*AVAILABLE RECORDS*.
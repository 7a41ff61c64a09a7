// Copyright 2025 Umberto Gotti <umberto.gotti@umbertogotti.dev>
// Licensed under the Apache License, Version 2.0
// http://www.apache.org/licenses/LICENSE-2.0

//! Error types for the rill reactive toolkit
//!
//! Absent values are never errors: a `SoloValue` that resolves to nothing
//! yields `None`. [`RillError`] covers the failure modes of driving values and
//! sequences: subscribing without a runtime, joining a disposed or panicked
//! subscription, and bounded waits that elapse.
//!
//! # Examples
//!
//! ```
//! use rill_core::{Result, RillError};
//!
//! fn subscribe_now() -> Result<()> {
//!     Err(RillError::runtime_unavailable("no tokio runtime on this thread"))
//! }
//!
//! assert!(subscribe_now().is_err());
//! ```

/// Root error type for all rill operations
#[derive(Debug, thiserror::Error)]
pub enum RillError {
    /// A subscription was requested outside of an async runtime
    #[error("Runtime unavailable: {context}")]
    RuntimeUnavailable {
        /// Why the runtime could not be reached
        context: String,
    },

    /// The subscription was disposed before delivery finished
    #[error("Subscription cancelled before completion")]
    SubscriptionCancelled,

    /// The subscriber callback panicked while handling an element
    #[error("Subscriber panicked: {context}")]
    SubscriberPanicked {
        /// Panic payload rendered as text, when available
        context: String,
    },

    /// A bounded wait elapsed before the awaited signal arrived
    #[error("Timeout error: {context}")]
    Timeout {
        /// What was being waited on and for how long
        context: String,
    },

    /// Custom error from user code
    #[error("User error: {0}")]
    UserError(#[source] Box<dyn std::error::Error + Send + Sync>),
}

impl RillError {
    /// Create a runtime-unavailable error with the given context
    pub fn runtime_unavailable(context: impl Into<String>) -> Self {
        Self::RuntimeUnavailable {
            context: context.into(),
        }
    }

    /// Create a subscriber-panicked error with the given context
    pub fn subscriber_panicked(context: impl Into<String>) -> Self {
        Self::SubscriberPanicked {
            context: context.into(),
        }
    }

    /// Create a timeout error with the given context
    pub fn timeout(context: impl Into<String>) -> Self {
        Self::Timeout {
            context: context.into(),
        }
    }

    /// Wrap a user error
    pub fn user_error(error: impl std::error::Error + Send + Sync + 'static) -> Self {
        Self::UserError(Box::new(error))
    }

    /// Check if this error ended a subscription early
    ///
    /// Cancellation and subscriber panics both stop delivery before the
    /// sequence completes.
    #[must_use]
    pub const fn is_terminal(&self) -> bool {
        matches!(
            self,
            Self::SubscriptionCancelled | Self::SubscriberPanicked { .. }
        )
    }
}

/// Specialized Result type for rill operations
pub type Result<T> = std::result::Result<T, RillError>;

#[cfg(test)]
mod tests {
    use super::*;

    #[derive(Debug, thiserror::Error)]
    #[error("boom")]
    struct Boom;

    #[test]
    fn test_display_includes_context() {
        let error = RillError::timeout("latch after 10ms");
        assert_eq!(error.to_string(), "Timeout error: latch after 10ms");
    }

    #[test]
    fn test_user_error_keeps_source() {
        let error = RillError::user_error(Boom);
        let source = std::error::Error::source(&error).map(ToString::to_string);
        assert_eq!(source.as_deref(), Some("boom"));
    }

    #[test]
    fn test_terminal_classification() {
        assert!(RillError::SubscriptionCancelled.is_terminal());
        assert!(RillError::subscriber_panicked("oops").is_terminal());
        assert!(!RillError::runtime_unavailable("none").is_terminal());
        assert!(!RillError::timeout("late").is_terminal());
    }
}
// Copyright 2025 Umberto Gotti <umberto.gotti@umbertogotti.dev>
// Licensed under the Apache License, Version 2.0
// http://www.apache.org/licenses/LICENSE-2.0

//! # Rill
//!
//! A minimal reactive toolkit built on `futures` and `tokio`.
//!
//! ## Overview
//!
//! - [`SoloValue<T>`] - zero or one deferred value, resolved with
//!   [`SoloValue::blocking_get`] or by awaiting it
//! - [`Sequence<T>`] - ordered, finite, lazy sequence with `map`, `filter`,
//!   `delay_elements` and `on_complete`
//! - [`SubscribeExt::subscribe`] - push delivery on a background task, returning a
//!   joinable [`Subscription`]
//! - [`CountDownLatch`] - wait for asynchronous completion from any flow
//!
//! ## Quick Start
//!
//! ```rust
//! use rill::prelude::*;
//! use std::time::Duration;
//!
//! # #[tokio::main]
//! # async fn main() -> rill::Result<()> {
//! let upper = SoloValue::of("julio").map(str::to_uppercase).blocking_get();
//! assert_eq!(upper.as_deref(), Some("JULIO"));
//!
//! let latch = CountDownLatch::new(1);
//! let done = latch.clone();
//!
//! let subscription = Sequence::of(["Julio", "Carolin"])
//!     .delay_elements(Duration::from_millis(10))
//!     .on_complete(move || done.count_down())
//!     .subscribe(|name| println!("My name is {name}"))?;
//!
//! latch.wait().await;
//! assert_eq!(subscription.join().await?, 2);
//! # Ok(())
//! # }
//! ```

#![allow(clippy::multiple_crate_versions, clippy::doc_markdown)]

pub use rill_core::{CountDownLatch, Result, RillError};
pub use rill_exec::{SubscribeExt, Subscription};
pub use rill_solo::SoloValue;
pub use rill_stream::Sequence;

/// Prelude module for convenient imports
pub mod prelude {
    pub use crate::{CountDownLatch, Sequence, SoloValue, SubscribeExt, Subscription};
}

*WHAT TO WORK ON*.
Your answer should be only a number: how many lines of the data above contain the string "Some"?

*EXERCISE RESPONSE*.
2